Four tidal projects to deliver 41 MW in UK under CfD scheme
The Orbital O2 tidal turbine. Source: Orbital Marine Power Ltd
July 7 (Renewables Now) - Four tidal stream projects totalling 40.82 MW were successful in securing contracts in the fourth allocation round of the UK government’s contracts for difference (CfD) scheme in a boost for the fledgling sector.
The outcome of the auction, announced today, saw support awarded to 93 renewable energy projects across various technologies totalling almost 11 GW.
SIMEC Atlantis Energy Ltd (LON:SAE) won a contract for 28 MW at its MeyGen tidal power project in Scotland.
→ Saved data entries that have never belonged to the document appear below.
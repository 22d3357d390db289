//! Render command handler.

use crate::error::{CliError, ExitCode};
use crate::format::{OutputFormat, OutputMode};
use crate::{CliOutput, format_error_output, format_ndjson_summary, log_info};
use servarr_compose::{DeploymentPlan, SecretPolicy, compose_plan};
use servarr_config::load_deployment_settings_std_env;
use std::path::Path;
use tracing::info;

/// Inputs for `servarr render`.
#[derive(Debug, Clone, Copy)]
pub struct RenderInput<'a> {
    /// Optional settings file.
    pub config_path: Option<&'a Path>,
    /// Destination file; stdout when absent.
    pub out: Option<&'a Path>,
    /// Write real secret values.
    pub reveal_secrets: bool,
}

#[derive(Debug, Clone, Copy, PartialEq, Eq)]
enum DocumentFormat {
    Json,
    Yaml,
}

impl DocumentFormat {
    fn for_path(path: &Path) -> Self {
        let ext = path
            .extension()
            .and_then(|value| value.to_str())
            .map(str::to_ascii_lowercase);
        match ext.as_deref() {
            Some("yaml" | "yml") => Self::Yaml,
            _ => Self::Json,
        }
    }
}

/// Run the render command.
pub fn run_render(mode: OutputMode, input: &RenderInput<'_>) -> Result<CliOutput, CliError> {
    let settings = match load_deployment_settings_std_env(input.config_path) {
        Ok(settings) => settings,
        Err(error) => return Ok(format_error_output(mode, &error)),
    };

    let policy = if input.reveal_secrets {
        SecretPolicy::Reveal
    } else {
        SecretPolicy::Redact
    };
    let plan = match compose_plan(&settings, policy) {
        Ok(plan) => plan,
        Err(error) => return Ok(format_error_output(mode, &error)),
    };

    let mut stderr = String::new();
    let stdout = if let Some(path) = input.out {
        let document = render_document(&plan, DocumentFormat::for_path(path))?;
        std::fs::write(path, document)?;
        info!(path = %path.display(), "wrote deployment plan");
        log_info(&mut stderr, "plan written", mode.no_progress);
        format_written_summary(mode, &plan, path)?
    } else {
        match mode.format {
            OutputFormat::Json => render_document(&plan, DocumentFormat::Json)?,
            OutputFormat::Yaml => render_document(&plan, DocumentFormat::Yaml)?,
            OutputFormat::Ndjson => format_plan_ndjson(&plan)?,
            OutputFormat::Text => format_plan_text(&plan),
        }
    };

    Ok(CliOutput {
        stdout,
        stderr,
        exit_code: ExitCode::Ok,
    })
}

fn render_document(plan: &DeploymentPlan, format: DocumentFormat) -> Result<String, CliError> {
    match format {
        DocumentFormat::Json => {
            let mut output = serde_json::to_string_pretty(plan)?;
            output.push('\n');
            Ok(output)
        },
        DocumentFormat::Yaml => Ok(serde_yaml_ng::to_string(plan)?),
    }
}

fn format_written_summary(
    mode: OutputMode,
    plan: &DeploymentPlan,
    path: &Path,
) -> Result<String, CliError> {
    let resources = plan.resources().len();
    let path = path.to_string_lossy().to_string();
    if mode.is_ndjson() {
        return Ok(format_ndjson_summary(
            "ok",
            "render",
            Some(serde_json::json!({ "out": path, "resources": resources })),
        ));
    }
    if mode.is_json() || mode.is_yaml() {
        let payload = serde_json::json!({
            "status": "ok",
            "out": path,
            "namespace": plan.namespace.name,
            "resources": resources,
        });
        let mut output = serde_json::to_string_pretty(&payload)?;
        output.push('\n');
        return Ok(output);
    }
    Ok(format!(
        "status: ok\nout: {path}\nnamespace: {}\nresources: {resources}\n",
        plan.namespace.name
    ))
}

fn format_plan_text(plan: &DeploymentPlan) -> String {
    let mut out = String::new();
    out.push_str("status: ok\n");
    out.push_str("namespace: ");
    out.push_str(&plan.namespace.name);
    out.push('\n');
    out.push_str("chart: ");
    out.push_str(&plan.chart.chart);
    out.push('@');
    out.push_str(&plan.chart.version);
    out.push('\n');
    out.push_str("resources:\n");
    for (resource, depends_on) in plan.resources() {
        out.push_str("  ");
        out.push_str(&resource.to_string());
        if !depends_on.is_empty() {
            let deps: Vec<String> = depends_on.iter().map(ToString::to_string).collect();
            out.push_str(" <- ");
            out.push_str(&deps.join(", "));
        }
        out.push('\n');
    }
    out
}

fn format_plan_ndjson(plan: &DeploymentPlan) -> Result<String, CliError> {
    let mut out = String::new();
    let resources = plan.resources();
    for (resource, depends_on) in &resources {
        let line = serde_json::json!({
            "type": "resource",
            "resource": resource.to_string(),
            "dependsOn": depends_on.iter().map(ToString::to_string).collect::<Vec<_>>(),
        });
        out.push_str(&serde_json::to_string(&line)?);
        out.push('\n');
    }
    out.push_str(&format_ndjson_summary(
        "ok",
        "render",
        Some(serde_json::json!({ "resources": resources.len() })),
    ));
    Ok(out)
}

#[cfg(test)]
mod tests {
    use super::*;

    #[test]
    fn yaml_extensions_select_yaml() {
        assert_eq!(
            DocumentFormat::for_path(Path::new("plan.YML")),
            DocumentFormat::Yaml
        );
        assert_eq!(
            DocumentFormat::for_path(Path::new("plan.yaml")),
            DocumentFormat::Yaml
        );
        assert_eq!(
            DocumentFormat::for_path(Path::new("plan.json")),
            DocumentFormat::Json
        );
        assert_eq!(
            DocumentFormat::for_path(Path::new("plan")),
            DocumentFormat::Json
        );
    }
}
The company said in a stock exchange statement today it will seek to achieve financial close for this next phase of the project by 2024 and start operations in 2027.
According to chief executive Graham Reid, the developer now has “a clear runaway, with future CfD rounds, to deliver the full 400 MW of tidal power generation at MeyGen.”
The competition resulted in a strike price of GBP 178.54 (USD 212.1/EUR 208.4) per MWh for the tidal stream technology.
At the same time, Scottish floating tidal stream turbine developer Orbital Marine Power Ltd secured CfDs for two projects in Eday, Orkney with a combined capacity of 7.2 MW, estimated to be capable of powering up to 7,200 homes.
Spanish tidal energy developer Magallanes Renovables, meanwhile, won CfD support for a 5.62-MW project at the Morlais site in Wales for delivery in 2025/26. In April 2020, Magallanes became one of three developers that signed up to the Morlais tidal stream energy project, where the Crown Estate has designated a zone with the potential to reach 240 MW over time.
Commenting on the tidal stream awards in the auction, Simon Cheeseman, wave and tidal energy sector lead at invasion centre the Offshore Renewable Energy (ORE) Catapult, said: “This is the beginning of a journey to 1 GW tidal deployment capacity by 2035, helping the UK achieve its Net Zero targets, and driving down the cost of tidal stream, making it competitive with other renewable sources of electricity." He called for longer-term support through future CfD allocation rounds to provide investor certainty.
The auction had GBP 20 million of support per year reserved for tidal stream projects.
Ocean Energy Europe hailed the first-ever tidal stream auction winners under the UK’s CfD scheme and said that the UK now joins Canada and France in providing revenue support to “unlock the huge potential of the innovative ocean energy industry.”
Sue Barr, chair of the UK Marine Energy Council, remarked: “Tidal stream is forecast to be cheaper than new nuclear at the point of 1 GW of deployment, supports the UK creating sustainable jobs and supply chains in coastal communities and beyond, whilst boosting energy security through an entirely predictable baseload-style renewable energy resource.”